— Task goal —
Check each line of the listing, and copy it if it contains the word "MouseEvent".

— Material for this task —
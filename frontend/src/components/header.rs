use shared::calendar::month_name;
use shared::MonthYear;
use web_sys::{HtmlSelectElement, MouseEvent};
use yew::prelude::*;

use crate::services::date_utils::selectable_years;

#[derive(Properties, PartialEq)]
pub struct HeaderProps {
    pub period: MonthYear,
    /// `MM/YYYY` as shown next to the arrows.
    pub period_label: String,
    pub on_prev: Callback<MouseEvent>,
    pub on_next: Callback<MouseEvent>,
    pub on_select: Callback<MonthYear>,
}

#[function_component(Header)]
pub fn header(props: &HeaderProps) -> Html {
    let month_ref = use_node_ref();
    let year_ref = use_node_ref();

    let on_filter_submit = {
        let month_ref = month_ref.clone();
        let year_ref = year_ref.clone();
        let on_select = props.on_select.clone();
        Callback::from(move |e: SubmitEvent| {
            e.prevent_default();
            e.stop_propagation();
            let selected = |node: &NodeRef| {
                node.cast::<HtmlSelectElement>()
                    .and_then(|select| select.value().parse::<i64>().ok())
            };
            let target = match (selected(&month_ref), selected(&year_ref)) {
                (Some(month), Some(year)) => MonthYear::new(month as u32, year as i32),
                _ => None,
            };
            if let Some(target) = target {
                on_select.emit(target);
            }
        })
    };

    html! {
        <header class="header">
            <div class="container">
                <h1>{"Dashboard Financeiro"}</h1>
                <div class="month-navigation">
                    <button id="prevMonth" class="calendar-nav-btn" onclick={props.on_prev.clone()}>{"‹"}</button>
                    <h2 id="current-month-year" class="calendar-title" title={props.period.to_string()}>
                        {&props.period_label}
                    </h2>
                    <button id="nextMonth" class="calendar-nav-btn" onclick={props.on_next.clone()}>{"›"}</button>
                </div>
                <form class="month-filter" onsubmit={on_filter_submit}>
                    <select id="mes" ref={month_ref}>
                        {for (1..=12u32).map(|month| html! {
                            <option value={month.to_string()} selected={month == props.period.month}>
                                {month_name(month)}
                            </option>
                        })}
                    </select>
                    <select id="ano" ref={year_ref}>
                        {for selectable_years(props.period.year).into_iter().map(|year| html! {
                            <option value={year.to_string()} selected={year == props.period.year}>
                                {year}
                            </option>
                        })}
                    </select>
                    <button type="submit" class="btn btn-secondary">{"Filtrar"}</button>
                </form>
            </div>
        </header>
    }
}
#[cfg(test)]
mod tests {
    use super::*;

    fn pair<'a>(pairs: &'a [(&'static str, String)], key: &str) -> Option<&'a str> {
        pairs
            .iter()
            .find(|(name, _)| *name == key)
            .map(|(_, value)| value.as_str())
    }

    fn expense_form(valor: &str) -> TransactionForm {
        TransactionForm {
            tipo: TransactionKind::Despesa,
            descricao: "Aluguel".to_string(),
            valor: valor.to_string(),
            data: "2024-09-05".to_string(),
            vencimento: "2024-09-10".to_string(),
            categoria_id: Some(3),
            ..Default::default()
        }
    }

    #[test]
    fn test_dashboard_data_tolerates_missing_fields() {
        let data: DashboardData = serde_json::from_str(
            r#"{"total_receitas": 5000.0, "current_month_year": "09/2024"}"#,
        )
        .unwrap();
        assert_eq!(data.total_receitas, 5000.0);
        assert_eq!(data.total_despesas, 0.0);
        assert!(data.transactions.is_empty());
        assert!(data.calendar_events.is_empty());
    }

    #[test]
    fn test_dashboard_data_full_payload() {
        let json = r#"{
            "total_receitas": 5000.0,
            "total_despesas": 1234.5,
            "total_pendencias": 200.0,
            "saldo_atual": 3765.5,
            "current_month_year": "09/2024",
            "transactions": [
                {"id": 1, "data": "2024-09-05", "descricao": "Aluguel",
                 "categoria": "Moradia", "valor": 1234.5, "tipo": "despesa",
                 "status": "Pendente"},
                {"id": 2, "data": "2024-09-01", "descricao": "Salário",
                 "categoria": null, "valor": 5000.0, "tipo": "receita",
                 "status": "Pago"}
            ],
            "despesas_por_categoria": [{"categoria": "Moradia", "valor": 1234.5}],
            "calendar_events": [
                {"descricao": "Aluguel", "valor": 1234.5, "data": "2024-09-05", "tipo": "despesa"}
            ]
        }"#;
        let data: DashboardData = serde_json::from_str(json).unwrap();

        assert_eq!(data.transactions.len(), 2);
        assert!(data.transactions[0].is_payable());
        assert!(!data.transactions[1].is_payable());
        assert_eq!(data.transactions[1].category_label(), "Sem categoria");
        assert_eq!(data.transactions[0].display_value(), "R$ 1.234,50");
        assert_eq!(data.despesas_por_categoria[0].categoria, "Moradia");
        assert_eq!(data.calendar_events[0].tipo, TransactionKind::Despesa);
    }

    #[test]
    fn test_paid_expense_is_not_payable() {
        let row = TransactionRow {
            id: 9,
            data: "2024-09-05".to_string(),
            descricao: "Luz".to_string(),
            categoria: None,
            valor: 90.0,
            tipo: TransactionKind::Despesa,
            status: "Pago".to_string(),
        };
        assert!(!row.is_payable());
    }

    #[test]
    fn test_transaction_lookup_response() {
        let json = r#"{"success": true, "transaction": {
            "id": 7, "descricao": "Internet", "valor": 99.9, "tipo": "despesa",
            "data": "2024-09-01", "vencimento": null, "pago": false,
            "categoria_id": 2, "observacoes": "", "is_recurring": true,
            "frequencia": "trimestral"}}"#;
        let response: TransactionLookupResponse = serde_json::from_str(json).unwrap();
        let detail = response.transaction.unwrap();

        let form = TransactionForm::from_detail(&detail);
        assert_eq!(form.valor, "R$ 99,90");
        assert_eq!(form.vencimento, "");
        assert_eq!(form.recurrence_frequency, RecurrenceFrequency::Trimestral);
        assert_eq!(form.recurrence_frequency.months(), 3);
        assert_eq!(form.canonical_value(), "99.90");
    }

    #[test]
    fn test_failed_lookup_has_message() {
        let response: TransactionLookupResponse =
            serde_json::from_str(r#"{"success": false, "message": "Transação não encontrada."}"#)
                .unwrap();
        assert!(!response.success);
        assert!(response.transaction.is_none());
    }

    #[test]
    fn test_action_response_message_fallback() {
        let silent: ActionResponse = serde_json::from_str(r#"{"success": false}"#).unwrap();
        assert_eq!(silent.message_or("Erro ao adicionar transação"), "Erro ao adicionar transação");

        let blank = ActionResponse {
            success: false,
            message: Some(String::new()),
        };
        assert_eq!(blank.message_or("fallback"), "fallback");

        let said = ActionResponse {
            success: true,
            message: Some("Transação adicionada com sucesso!".to_string()),
        };
        assert_eq!(said.message_or("fallback"), "Transação adicionada com sucesso!");
    }

    #[test]
    fn test_alerts_response() {
        let json = r##"{"alerts": [{"id": 4, "tipo": "despesa", "valor": 80.0,
            "data": "2024-09-01", "descricao": "Água", "categoria": "Casa",
            "categoria_id": 1, "pago": false, "vencimento": "2024-09-12",
            "cor": "#3498db", "icone": "fa-tag"}], "count": 1}"##;
        let response: AlertsResponse = serde_json::from_str(json).unwrap();
        assert_eq!(response.count, 1);
        assert_eq!(response.alerts[0].vencimento.as_deref(), Some("2024-09-12"));
    }

    #[test]
    fn test_form_pairs_carry_canonical_value() {
        for shown in ["R$ 1.234,56", "1234,56", "1.234,56", "1234.56"] {
            let pairs = expense_form(shown).to_form_pairs();
            assert_eq!(pair(&pairs, "valor"), Some("1234.56"));
        }
    }

    #[test]
    fn test_form_pairs_for_expense() {
        let mut form = expense_form("R$ 50,00");
        form.is_recurring = true;
        form.recurrence_frequency = RecurrenceFrequency::Anual;
        let pairs = form.to_form_pairs();

        assert_eq!(pair(&pairs, "tipo"), Some("despesa"));
        assert_eq!(pair(&pairs, "vencimento"), Some("2024-09-10"));
        assert_eq!(pair(&pairs, "categoria_id"), Some("3"));
        assert_eq!(pair(&pairs, "is_recurring"), Some("on"));
        assert_eq!(pair(&pairs, "recurrence_frequency"), Some("anual"));
        assert_eq!(pair(&pairs, "recurrence_end_date"), None);
        assert_eq!(pair(&pairs, "update_all_future"), Some("off"));
    }

    #[test]
    fn test_form_pairs_for_income_skip_due_date() {
        let mut form = expense_form("10");
        form.tipo = TransactionKind::Receita;
        form.categoria_id = None;
        let pairs = form.to_form_pairs();

        assert_eq!(pair(&pairs, "vencimento"), None);
        assert_eq!(pair(&pairs, "categoria_id"), Some(""));
        assert_eq!(pair(&pairs, "is_recurring"), Some("off"));
        assert_eq!(pair(&pairs, "recurrence_frequency"), None);
    }

    #[test]
    fn test_validation() {
        assert_eq!(expense_form("R$ 10,00").validate(), Ok(()));
        assert_eq!(
            expense_form("").validate(),
            Err(FormValidationError::MissingValue)
        );
        assert_eq!(
            expense_form("R$ 0,00").validate(),
            Err(FormValidationError::MissingValue)
        );

        let mut untitled = expense_form("10");
        untitled.descricao = "   ".to_string();
        assert_eq!(untitled.validate(), Err(FormValidationError::MissingDescription));

        let mut undated = expense_form("10");
        undated.data.clear();
        assert_eq!(undated.validate(), Err(FormValidationError::MissingDate));
    }

    #[test]
    fn test_frequency_wire_values() {
        assert_eq!(RecurrenceFrequency::from_wire("semestral").months(), 6);
        assert_eq!(RecurrenceFrequency::from_wire("quinzenal"), RecurrenceFrequency::Mensal);
        let json = serde_json::to_string(&RecurrenceFrequency::Bimestral).unwrap();
        assert_eq!(json, r#""bimestral""#);
    }
}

— Result for this task —
use web_sys::{HtmlSelectElement, MouseEvent};
    pub on_prev: Callback<MouseEvent>,
    pub on_next: Callback<MouseEvent>,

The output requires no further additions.